Figure 4

Overexpression of Aurora kinases A, B, and C in primary cortical neurons suggests role for Aurora Kinase A in neurite initiation and for Aurora Kinase A, B, and C in dendritic branching. (A) Primary cortical mouse neurons transfected with mRFP at 48 h after re-plating, scale bars 50 µm. (B) One-way ANOVA determined there was a statistically significant difference in length of neurites likely to become dendrites [F(3,354) = 4.256, p = 0.006]. However, there was no statistically significant difference between Aurora Kinase A OE (41.06 ± 2.28, n = 120, p = 1.000), Aurora Kinase B OE (50.84 ± 3.41, n = 82, p = 1.000), and Aurora Kinase C OE (36.56 ± 2.27, n = 102, p = 0.197) compared to control OE (46.92 ± 5.54, n = 54). (C) One-way ANOVA determined there was a statistically significant difference in length of neurites likely to become axons [F(3,98) = 3.209, p = 0.026]. However, there was no statistically significant difference between Aurora Kinase A OE (253.54 ± 27.58, n = 27, p = 0.745), Aurora Kinase B OE (169.50 ± 29.48, n = 26, p = 1.000), and Aurora Kinase C OE (149.26 ± 17.27, n = 29, p = 1.000) compared to control OE (193.05 ± 31.27, n = 20). (D) One-way ANOVA determined there was a statistically significant difference [F(3,98) = 5.991, p = 0.001]. Bonferroni post hoc test revealed that mean number of neurites was statistically significantly greater for Aurora Kinase A OE (5.4 ± 0.418, n = 27) compared to control OE (3.6 ± 0.170, n = 20) (p = 0.004).
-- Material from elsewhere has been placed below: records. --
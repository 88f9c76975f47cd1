// Copyright (c) Handball Connect Team
// SPDX-License-Identifier: Apache-2.0

//! The client-local tactics board editor. All edits mutate in-memory lists
//! only; persisting goes through the tactics store with the editor's
//! current snapshot.

mod formations;
pub mod geometry;

pub use formations::Formation;

use crate::models::{Board, Movement, Player};

/// Editable board state, seeded either from the default formation or from a
/// loaded board document.
#[derive(Debug, Clone)]
pub struct BoardEditor {
    board_id: Option<String>,
    players: Vec<Player>,
    movements: Vec<Movement>,
}

impl Default for BoardEditor {
    fn default() -> Self {
        Self::new()
    }
}

impl BoardEditor {
    /// A fresh board with the default formation and no arrows.
    pub fn new() -> Self {
        Self {
            board_id: None,
            players: Formation::default().players(),
            movements: Vec::new(),
        }
    }

    /// Editor seeded from an existing board; saving will update it in place.
    pub fn from_board(board: &Board) -> Self {
        Self {
            board_id: Some(board.id.clone()),
            players: board.players.clone(),
            movements: board.movements.clone(),
        }
    }

    pub fn board_id(&self) -> Option<&str> {
        self.board_id.as_deref()
    }

    pub fn players(&self) -> &[Player] {
        &self.players
    }

    pub fn movements(&self) -> &[Movement] {
        &self.movements
    }

    /// Move an existing player, or add the supplied player if the id is new.
    pub fn upsert_player(&mut self, player: Player) {
        match self.players.iter_mut().find(|p| p.id == player.id) {
            Some(existing) => *existing = player,
            None => self.players.push(player),
        }
    }

    /// Add a player with the next free id within this board.
    pub fn add_player(&mut self, x: f32, y: f32, number: i32, is_offense: bool, label: &str) -> i32 {
        let id = next_id(self.players.iter().map(|p| p.id));
        self.players.push(Player {
            id,
            x,
            y,
            number,
            is_offense,
            label: label.to_string(),
        });
        id
    }

    /// Remove a player and cascade to every arrow owned by it.
    pub fn remove_player(&mut self, player_id: i32) {
        self.players.retain(|p| p.id != player_id);
        self.movements.retain(|m| m.player_id != Some(player_id));
    }

    /// Add an arrow with the next free id within this board.
    #[allow(clippy::too_many_arguments)]
    pub fn add_movement(
        &mut self,
        start_x: f32,
        start_y: f32,
        end_x: f32,
        end_y: f32,
        player_id: Option<i32>,
        is_pass: bool,
    ) -> i32 {
        let id = next_id(self.movements.iter().map(|m| m.id));
        self.movements.push(Movement {
            id,
            start_x,
            start_y,
            end_x,
            end_y,
            player_id,
            is_pass,
        });
        id
    }

    pub fn update_movement(&mut self, movement: Movement) {
        if let Some(existing) = self.movements.iter_mut().find(|m| m.id == movement.id) {
            *existing = movement;
        }
    }

    pub fn remove_movement(&mut self, movement_id: i32) {
        self.movements.retain(|m| m.id != movement_id);
    }

    /// Replace the entire player list with a template formation and clear
    /// all arrows.
    pub fn apply_template(&mut self, formation: Formation) {
        self.players = formation.players();
        self.movements.clear();
    }
}

fn next_id(ids: impl Iterator<Item = i32>) -> i32 {
    ids.max().unwrap_or(0) + 1
}

#[cfg(test)]
mod tests {
    use super::*;

    #[test]
    fn new_editor_starts_from_the_default_formation() {
        let editor = BoardEditor::new();
        assert_eq!(editor.players(), Formation::SixZero.players().as_slice());
        assert!(editor.movements().is_empty());
        assert!(editor.board_id().is_none());
    }

    #[test]
    fn removing_a_player_cascades_to_owned_arrows_only() {
        let mut editor = BoardEditor::new();
        let owned = editor.add_movement(0.2, 0.5, 0.4, 0.5, Some(1), false);
        let owned_too = editor.add_movement(0.2, 0.5, 0.3, 0.2, Some(1), true);
        let unrelated = editor.add_movement(0.3, 0.3, 0.5, 0.3, Some(2), false);
        let free = editor.add_movement(0.1, 0.1, 0.9, 0.9, None, true);

        editor.remove_player(1);

        assert!(editor.players().iter().all(|p| p.id != 1));
        let remaining: Vec<i32> = editor.movements().iter().map(|m| m.id).collect();
        assert!(!remaining.contains(&owned));
        assert!(!remaining.contains(&owned_too));
        assert!(remaining.contains(&unrelated));
        assert!(remaining.contains(&free));
        // Untouched players survive.
        assert_eq!(editor.players().len(), 11);
    }

    #[test]
    fn applying_a_template_replaces_players_and_clears_arrows() {
        let mut editor = BoardEditor::new();
        editor.add_movement(0.0, 0.0, 1.0, 1.0, None, false);
        editor.add_player(0.5, 0.5, 9, true, "X");

        editor.apply_template(Formation::ThreeTwoOne);

        assert_eq!(editor.players(), Formation::ThreeTwoOne.players().as_slice());
        assert!(editor.movements().is_empty());
    }

    #[test]
    fn ids_are_assigned_max_plus_one() {
        let mut editor = BoardEditor::new();
        // Default formation tops out at id 12.
        assert_eq!(editor.add_player(0.5, 0.5, 7, true, "X"), 13);
        editor.remove_player(13);
        // Ids are not recycled below the current maximum.
        assert_eq!(editor.add_player(0.5, 0.5, 7, true, "Y"), 13);

        assert_eq!(editor.add_movement(0.0, 0.0, 1.0, 1.0, None, false), 1);
        assert_eq!(editor.add_movement(0.0, 0.0, 1.0, 1.0, None, true), 2);
    }

    #[test]
    fn moving_a_player_keeps_the_list_stable() {
        let mut editor = BoardEditor::new();
        let mut moved = editor.players()[0].clone();
        moved.x = 0.42;
        moved.y = 0.24;
        editor.upsert_player(moved.clone());

        assert_eq!(editor.players().len(), 12);
        assert_eq!(editor.players()[0], moved);
    }

    #[test]
    fn editor_from_board_round_trips_lists() {
        let mut source = BoardEditor::new();
        source.add_movement(0.1, 0.2, 0.3, 0.4, Some(3), true);

        let board = crate::models::Board {
            id: "b1".to_string(),
            owner_id: "acct".to_string(),
            title: "wing play".to_string(),
            description: String::new(),
            players: source.players().to_vec(),
            movements: source.movements().to_vec(),
            image: None,
            is_shared: false,
            created_at: chrono::Utc::now(),
        };

        let editor = BoardEditor::from_board(&board);
        assert_eq!(editor.board_id(), Some("b1"));
        assert_eq!(editor.players(), board.players.as_slice());
        assert_eq!(editor.movements(), board.movements.as_slice());
    }
}
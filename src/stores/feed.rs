// Copyright (c) Handball Connect Team
// SPDX-License-Identifier: Apache-2.0

use std::sync::Arc;
use std::time::Duration;

use chrono::Utc;
use tracing::warn;
use uuid::Uuid;

use crate::error::{Error, Result};
use crate::images::{ImageKind, ImageStore, LOCAL_PREFIX};
use crate::live::{spawn_doc, spawn_list, Change, ChangeHub, DocState, ListState, Live};
use crate::models::{Account, Comment, Like, NewComment, NewPost, Post};
use crate::repo::{DirectoryRepo, FeedRepo};

/// How long a post or comment waits for the author profile before falling
/// back to a placeholder snapshot.
const AUTHOR_LOOKUP_TIMEOUT: Duration = Duration::from_secs(5);

const UNKNOWN_AUTHOR: &str = "Unknown User";

/// Posts, likes, and comments. Author identity on posts and comments is a
/// denormalized snapshot taken at write time.
pub struct FeedStore {
    repo: Arc<dyn FeedRepo>,
    directory: Arc<dyn DirectoryRepo>,
    images: Arc<ImageStore>,
    hub: Arc<ChangeHub>,
}

impl FeedStore {
    pub fn new(
        repo: Arc<dyn FeedRepo>,
        directory: Arc<dyn DirectoryRepo>,
        images: Arc<ImageStore>,
        hub: Arc<ChangeHub>,
    ) -> Self {
        Self {
            repo,
            directory,
            images,
            hub,
        }
    }

    /// Snapshot the author's current username and image, with a bounded
    /// lookup so a slow directory cannot stall the write. Timeouts and
    /// lookup failures degrade to a placeholder author.
    async fn author_snapshot(&self, author_id: &str) -> (String, Option<String>) {
        let lookup = self.directory.account_by_id(author_id);
        match tokio::time::timeout(AUTHOR_LOOKUP_TIMEOUT, lookup).await {
            Ok(Ok(Some(account))) => (account.username, account.profile_image),
            Ok(Ok(None)) => {
                warn!(%author_id, "post author not found, using placeholder");
                (UNKNOWN_AUTHOR.to_string(), None)
            }
            Ok(Err(err)) => {
                warn!(%author_id, %err, "author lookup failed, using placeholder");
                (UNKNOWN_AUTHOR.to_string(), None)
            }
            Err(_) => {
                warn!(%author_id, "author lookup timed out, using placeholder");
                (UNKNOWN_AUTHOR.to_string(), None)
            }
        }
    }

    /// Create a post. An attached image that fails to store does not block
    /// the post; it goes out without one.
    pub async fn create_post(&self, author: &Account, new: NewPost) -> Result<Post> {
        if new.text.trim().is_empty() {
            return Err(Error::Validation("post text must not be empty".into()));
        }
        if new.is_announcement && !author.is_admin {
            return Err(Error::NotAuthorized(
                "only admins can post announcements".into(),
            ));
        }

        let id = Uuid::new_v4().to_string();
        let image = match new.image {
            Some(data) => match self.images.save(ImageKind::Post, &id, data).await {
                Ok(reference) => Some(reference),
                Err(err) => {
                    warn!(post_id = %id, %err, "post image rejected, publishing without it");
                    None
                }
            },
            None => None,
        };

        let (author_username, author_image) = self.author_snapshot(&author.id).await;
        let post = Post {
            id,
            author_id: author.id.clone(),
            author_username,
            author_image,
            text: new.text,
            image,
            is_announcement: new.is_announcement,
            like_count: 0,
            comment_count: 0,
            created_at: Utc::now(),
        };
        if let Err(err) = self.repo.insert_post(post.clone()).await {
            // The image went to disk first; do not leave it orphaned.
            if let Some(reference) = &post.image {
                if let Err(cleanup) = self.images.delete(reference).await {
                    warn!(post_id = %post.id, %cleanup, "failed to delete image of unsaved post");
                }
            }
            return Err(err);
        }
        self.hub.publish(Change::Feed);
        Ok(post)
    }

    pub async fn feed(&self) -> Result<Vec<Post>> {
        self.repo.feed().await
    }

    pub async fn post(&self, id: &str) -> Result<Post> {
        self.repo
            .post(id)
            .await?
            .ok_or_else(|| Error::NotFound("post", id.to_string()))
    }

    pub fn watch_feed(&self) -> Live<ListState<Post>> {
        let repo = self.repo.clone();
        spawn_list(
            &self.hub,
            |change| matches!(change, Change::Feed),
            move || {
                let repo = repo.clone();
                async move { repo.feed().await }
            },
        )
    }

    pub fn watch_post(&self, id: &str) -> Live<DocState<Post>> {
        let repo = self.repo.clone();
        let id = id.to_string();
        let topic = id.clone();
        spawn_doc(
            &self.hub,
            move |change| matches!(change, Change::Post(p) if *p == topic),
            move || {
                let repo = repo.clone();
                let id = id.clone();
                async move { repo.post(&id).await }
            },
        )
    }

    /// Flip the caller's like on a post; returns the new liked state.
    pub async fn toggle_like(&self, account_id: &str, post_id: &str) -> Result<bool> {
        // Ensure the post exists before touching the like set.
        self.post(post_id).await?;

        let liked = if self.repo.like_exists(post_id, account_id).await? {
            self.repo.remove_like(post_id, account_id).await?;
            false
        } else {
            self.repo
                .add_like(Like {
                    post_id: post_id.to_string(),
                    account_id: account_id.to_string(),
                    created_at: Utc::now(),
                })
                .await?;
            true
        };

        self.hub.publish(Change::Post(post_id.to_string()));
        self.hub.publish(Change::Feed);
        Ok(liked)
    }

    pub async fn has_liked(&self, account_id: &str, post_id: &str) -> Result<bool> {
        self.repo.like_exists(post_id, account_id).await
    }

    pub async fn add_comment(&self, author: &Account, new: NewComment) -> Result<Comment> {
        if new.text.trim().is_empty() {
            return Err(Error::Validation("comment must not be empty".into()));
        }
        self.post(&new.post_id).await?;

        let (author_username, author_image) = self.author_snapshot(&author.id).await;
        let comment = Comment {
            id: Uuid::new_v4().to_string(),
            post_id: new.post_id.clone(),
            author_id: author.id.clone(),
            author_username,
            author_image,
            text: new.text,
            created_at: Utc::now(),
        };
        self.repo.add_comment(comment.clone()).await?;

        self.hub.publish(Change::Comments(new.post_id.clone()));
        self.hub.publish(Change::Post(new.post_id));
        self.hub.publish(Change::Feed);
        Ok(comment)
    }

    pub async fn comments(&self, post_id: &str) -> Result<Vec<Comment>> {
        self.repo.comments(post_id).await
    }

    pub fn watch_comments(&self, post_id: &str) -> Live<ListState<Comment>> {
        let repo = self.repo.clone();
        let post_id = post_id.to_string();
        let topic = post_id.clone();
        spawn_list(
            &self.hub,
            move |change| matches!(change, Change::Comments(p) if *p == topic),
            move || {
                let repo = repo.clone();
                let post_id = post_id.clone();
                async move { repo.comments(&post_id).await }
            },
        )
    }

    /// Delete a post together with its likes and comments. Allowed for the
    /// post's author and for admins. The attached image file is removed
    /// best-effort after the record is gone.
    pub async fn delete_post(&self, viewer: &Account, post_id: &str) -> Result<()> {
        let post = self.post(post_id).await?;
        if post.author_id != viewer.id && !viewer.is_admin {
            return Err(Error::NotAuthorized(
                "only the author or an admin can delete a post".into(),
            ));
        }
        self.repo.delete_post(post_id).await?;

        if let Some(reference) = post.image {
            if reference.starts_with(LOCAL_PREFIX) {
                if let Err(err) = self.images.delete(&reference).await {
                    warn!(%post_id, %err, "failed to delete post image");
                }
            }
        }

        self.hub.publish(Change::Feed);
        self.hub.publish(Change::Post(post_id.to_string()));
        self.hub.publish(Change::Comments(post_id.to_string()));
        Ok(())
    }
}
There was no statistically significant difference in mean number of neurites between Aurora Kinase B OE (3.6 ± 0.400, n = 26, p = 1.000) and Aurora Kinase C OE (4.5 ± 0.332, n = 29, p = 0.429) as compared to control OE (3.6 ± 0.170, n = 20). (E) Sholl analysis shows increase in branching complexity in Aurora Kinase A, B, and C overexpressing cells proximally, with a decrease in branching complexity distally as compared to control OE.